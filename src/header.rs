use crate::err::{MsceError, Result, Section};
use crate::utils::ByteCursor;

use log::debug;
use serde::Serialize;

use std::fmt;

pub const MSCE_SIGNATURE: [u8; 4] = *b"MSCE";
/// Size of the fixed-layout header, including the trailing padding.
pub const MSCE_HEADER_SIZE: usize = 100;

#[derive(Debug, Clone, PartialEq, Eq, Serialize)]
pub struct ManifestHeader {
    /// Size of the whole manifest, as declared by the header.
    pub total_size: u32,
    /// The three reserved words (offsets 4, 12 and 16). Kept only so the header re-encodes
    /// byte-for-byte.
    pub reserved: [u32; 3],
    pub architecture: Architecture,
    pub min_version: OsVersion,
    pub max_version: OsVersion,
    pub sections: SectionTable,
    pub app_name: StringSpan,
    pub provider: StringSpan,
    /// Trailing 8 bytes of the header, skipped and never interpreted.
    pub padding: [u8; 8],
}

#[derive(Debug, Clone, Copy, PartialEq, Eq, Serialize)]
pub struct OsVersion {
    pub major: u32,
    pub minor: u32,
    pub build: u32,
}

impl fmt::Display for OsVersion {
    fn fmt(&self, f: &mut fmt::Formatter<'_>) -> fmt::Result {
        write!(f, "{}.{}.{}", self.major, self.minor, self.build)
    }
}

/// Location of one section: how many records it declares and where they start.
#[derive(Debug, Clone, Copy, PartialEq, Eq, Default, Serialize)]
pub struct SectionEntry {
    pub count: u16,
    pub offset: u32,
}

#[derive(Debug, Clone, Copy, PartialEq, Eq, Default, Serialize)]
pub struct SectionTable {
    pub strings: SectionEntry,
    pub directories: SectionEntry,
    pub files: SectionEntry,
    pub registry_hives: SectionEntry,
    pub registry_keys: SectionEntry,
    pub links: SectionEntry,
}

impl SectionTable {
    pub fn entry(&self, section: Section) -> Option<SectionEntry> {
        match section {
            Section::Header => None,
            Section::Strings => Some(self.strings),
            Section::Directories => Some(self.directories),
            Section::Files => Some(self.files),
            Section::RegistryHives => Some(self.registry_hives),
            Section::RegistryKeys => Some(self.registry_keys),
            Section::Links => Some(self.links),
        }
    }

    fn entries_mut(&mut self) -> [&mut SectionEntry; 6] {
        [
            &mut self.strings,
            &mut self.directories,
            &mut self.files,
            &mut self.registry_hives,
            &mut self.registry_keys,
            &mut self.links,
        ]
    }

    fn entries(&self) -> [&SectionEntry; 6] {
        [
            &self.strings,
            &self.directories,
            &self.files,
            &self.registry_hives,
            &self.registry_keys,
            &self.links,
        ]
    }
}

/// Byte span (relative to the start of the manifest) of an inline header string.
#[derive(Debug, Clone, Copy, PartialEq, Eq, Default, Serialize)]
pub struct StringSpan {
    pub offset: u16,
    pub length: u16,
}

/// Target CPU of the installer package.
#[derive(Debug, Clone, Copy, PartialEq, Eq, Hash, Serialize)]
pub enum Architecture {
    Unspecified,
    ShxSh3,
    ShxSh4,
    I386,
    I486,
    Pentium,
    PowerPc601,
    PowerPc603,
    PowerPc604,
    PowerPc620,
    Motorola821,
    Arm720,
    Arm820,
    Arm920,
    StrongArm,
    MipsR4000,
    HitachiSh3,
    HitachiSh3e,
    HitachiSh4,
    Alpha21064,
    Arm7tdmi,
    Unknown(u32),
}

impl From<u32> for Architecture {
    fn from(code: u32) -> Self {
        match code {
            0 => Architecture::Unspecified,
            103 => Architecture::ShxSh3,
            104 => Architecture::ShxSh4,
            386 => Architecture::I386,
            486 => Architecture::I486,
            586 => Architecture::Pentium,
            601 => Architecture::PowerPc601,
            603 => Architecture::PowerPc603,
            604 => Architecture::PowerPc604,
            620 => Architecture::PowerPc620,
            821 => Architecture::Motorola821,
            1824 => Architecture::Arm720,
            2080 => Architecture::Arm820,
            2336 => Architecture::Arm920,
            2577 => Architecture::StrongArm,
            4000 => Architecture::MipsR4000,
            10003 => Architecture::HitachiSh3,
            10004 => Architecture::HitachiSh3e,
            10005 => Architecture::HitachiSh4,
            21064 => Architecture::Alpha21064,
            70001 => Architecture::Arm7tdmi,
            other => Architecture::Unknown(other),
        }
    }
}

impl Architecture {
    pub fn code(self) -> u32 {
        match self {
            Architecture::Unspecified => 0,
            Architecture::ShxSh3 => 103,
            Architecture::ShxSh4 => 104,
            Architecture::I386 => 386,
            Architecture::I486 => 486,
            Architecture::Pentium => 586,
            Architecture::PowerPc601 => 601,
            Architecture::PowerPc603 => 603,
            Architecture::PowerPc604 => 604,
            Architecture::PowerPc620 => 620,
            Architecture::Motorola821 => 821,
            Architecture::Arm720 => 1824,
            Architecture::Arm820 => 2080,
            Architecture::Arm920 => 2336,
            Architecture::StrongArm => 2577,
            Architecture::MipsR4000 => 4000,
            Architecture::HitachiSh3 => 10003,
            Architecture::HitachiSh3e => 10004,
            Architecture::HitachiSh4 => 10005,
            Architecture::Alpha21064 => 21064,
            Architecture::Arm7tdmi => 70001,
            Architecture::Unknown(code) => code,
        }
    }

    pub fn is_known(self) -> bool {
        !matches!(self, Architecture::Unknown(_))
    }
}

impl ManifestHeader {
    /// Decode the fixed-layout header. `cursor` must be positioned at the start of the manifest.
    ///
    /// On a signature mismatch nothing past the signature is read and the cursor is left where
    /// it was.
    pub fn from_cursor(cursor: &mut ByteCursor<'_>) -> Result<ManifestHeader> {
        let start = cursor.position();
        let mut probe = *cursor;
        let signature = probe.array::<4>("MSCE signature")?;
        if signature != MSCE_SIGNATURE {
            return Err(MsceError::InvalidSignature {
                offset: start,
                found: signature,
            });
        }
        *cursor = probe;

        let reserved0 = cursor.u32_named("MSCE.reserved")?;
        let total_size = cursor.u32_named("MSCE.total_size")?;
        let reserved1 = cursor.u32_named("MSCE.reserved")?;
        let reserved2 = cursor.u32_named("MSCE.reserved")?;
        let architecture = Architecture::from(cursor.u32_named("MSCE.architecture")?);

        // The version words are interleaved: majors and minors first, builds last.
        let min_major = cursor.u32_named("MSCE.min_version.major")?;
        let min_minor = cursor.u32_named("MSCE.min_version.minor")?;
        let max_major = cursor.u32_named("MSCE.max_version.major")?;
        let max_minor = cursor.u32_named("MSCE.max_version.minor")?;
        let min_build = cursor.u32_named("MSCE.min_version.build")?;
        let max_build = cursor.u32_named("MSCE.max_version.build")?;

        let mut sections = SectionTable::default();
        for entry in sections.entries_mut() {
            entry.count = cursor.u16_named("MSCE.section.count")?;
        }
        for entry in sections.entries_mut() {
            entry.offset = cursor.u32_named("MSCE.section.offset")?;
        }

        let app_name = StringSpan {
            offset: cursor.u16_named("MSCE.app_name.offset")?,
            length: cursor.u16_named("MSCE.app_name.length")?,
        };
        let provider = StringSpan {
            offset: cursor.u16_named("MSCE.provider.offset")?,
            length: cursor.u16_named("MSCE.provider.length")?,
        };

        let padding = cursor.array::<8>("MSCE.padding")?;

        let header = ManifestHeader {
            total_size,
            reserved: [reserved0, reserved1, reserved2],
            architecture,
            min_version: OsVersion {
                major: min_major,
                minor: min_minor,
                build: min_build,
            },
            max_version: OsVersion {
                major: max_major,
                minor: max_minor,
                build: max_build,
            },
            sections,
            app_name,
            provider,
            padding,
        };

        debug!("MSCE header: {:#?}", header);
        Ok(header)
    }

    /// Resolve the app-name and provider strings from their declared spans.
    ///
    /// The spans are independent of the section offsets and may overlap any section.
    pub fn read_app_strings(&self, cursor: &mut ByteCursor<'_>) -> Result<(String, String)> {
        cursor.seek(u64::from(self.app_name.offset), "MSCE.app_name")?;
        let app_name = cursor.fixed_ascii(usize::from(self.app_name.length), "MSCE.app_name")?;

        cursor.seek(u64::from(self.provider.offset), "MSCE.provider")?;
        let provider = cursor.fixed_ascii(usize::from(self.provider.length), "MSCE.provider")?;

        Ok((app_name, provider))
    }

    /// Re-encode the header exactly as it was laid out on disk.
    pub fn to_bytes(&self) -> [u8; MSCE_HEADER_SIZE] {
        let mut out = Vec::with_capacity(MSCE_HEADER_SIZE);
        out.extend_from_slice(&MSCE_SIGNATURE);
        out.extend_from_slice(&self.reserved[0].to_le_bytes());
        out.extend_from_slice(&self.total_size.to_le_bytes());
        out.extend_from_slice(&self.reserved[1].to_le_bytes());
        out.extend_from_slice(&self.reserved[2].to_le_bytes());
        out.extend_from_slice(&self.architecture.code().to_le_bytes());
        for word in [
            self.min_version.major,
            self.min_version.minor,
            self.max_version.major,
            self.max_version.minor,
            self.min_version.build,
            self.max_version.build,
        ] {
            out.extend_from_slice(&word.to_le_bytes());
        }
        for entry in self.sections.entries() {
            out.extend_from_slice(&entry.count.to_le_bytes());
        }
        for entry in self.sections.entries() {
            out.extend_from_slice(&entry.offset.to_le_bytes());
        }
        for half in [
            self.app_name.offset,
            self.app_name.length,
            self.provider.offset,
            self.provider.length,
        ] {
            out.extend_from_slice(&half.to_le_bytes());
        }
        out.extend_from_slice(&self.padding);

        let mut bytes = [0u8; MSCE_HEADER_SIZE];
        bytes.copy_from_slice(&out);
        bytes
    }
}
◆ ◆ ◆
▸ Task item
Return, line for line and unchanged, the data from its first line through the line containing "#[derive(Debug, Clone, PartialEq, Eq, Serialize)]".

▸ Your response
filename src/header.rs
use crate::err::{MsceError, Result, Section};
use crate::utils::ByteCursor;

use log::debug;
use serde::Serialize;

use std::fmt;

pub const MSCE_SIGNATURE: [u8; 4] = *b"MSCE";
/// Size of the fixed-layout header, including the trailing padding.
pub const MSCE_HEADER_SIZE: usize = 100;

#[derive(Debug, Clone, PartialEq, Eq, Serialize)]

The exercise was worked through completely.